-- RECORDS PROVIDED follows --
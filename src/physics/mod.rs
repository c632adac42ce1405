//! Physics of the coupled rotators.
//!
//! - [`dynamics`]: the vector field
//! - [`integrator`]: adaptive Dormand-Prince stepping across one macro step
//! - [`derived`]: energies and angle unwrapping computed on ingestion

pub mod derived;
pub mod dynamics;
pub mod integrator;

pub use derived::{wrap_angle, AngleUnwrapper, EnergyBreakdown};
pub use dynamics::{CoupledRotators, OdeSystem};
pub use integrator::{DormandPrince, IntegrationError, SolverStats, Stepper};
-- RECORDS PROVIDED concluded --
Word for word, copy every entry.

**ANSWER TO THIS PROBLEM**
filename src/physics/mod.rs
repository c632adac42ce1405
//! Physics of the coupled rotators.
//!
//! - [`dynamics`]: the vector field
//! - [`integrator`]: adaptive Dormand-Prince stepping across one macro step
//! - [`derived`]: energies and angle unwrapping computed on ingestion

pub mod derived;
pub mod dynamics;
pub mod integrator;

pub use derived::{wrap_angle, AngleUnwrapper, EnergyBreakdown};
pub use dynamics::{CoupledRotators, OdeSystem};
pub use integrator::{DormandPrince, IntegrationError, SolverStats, Stepper};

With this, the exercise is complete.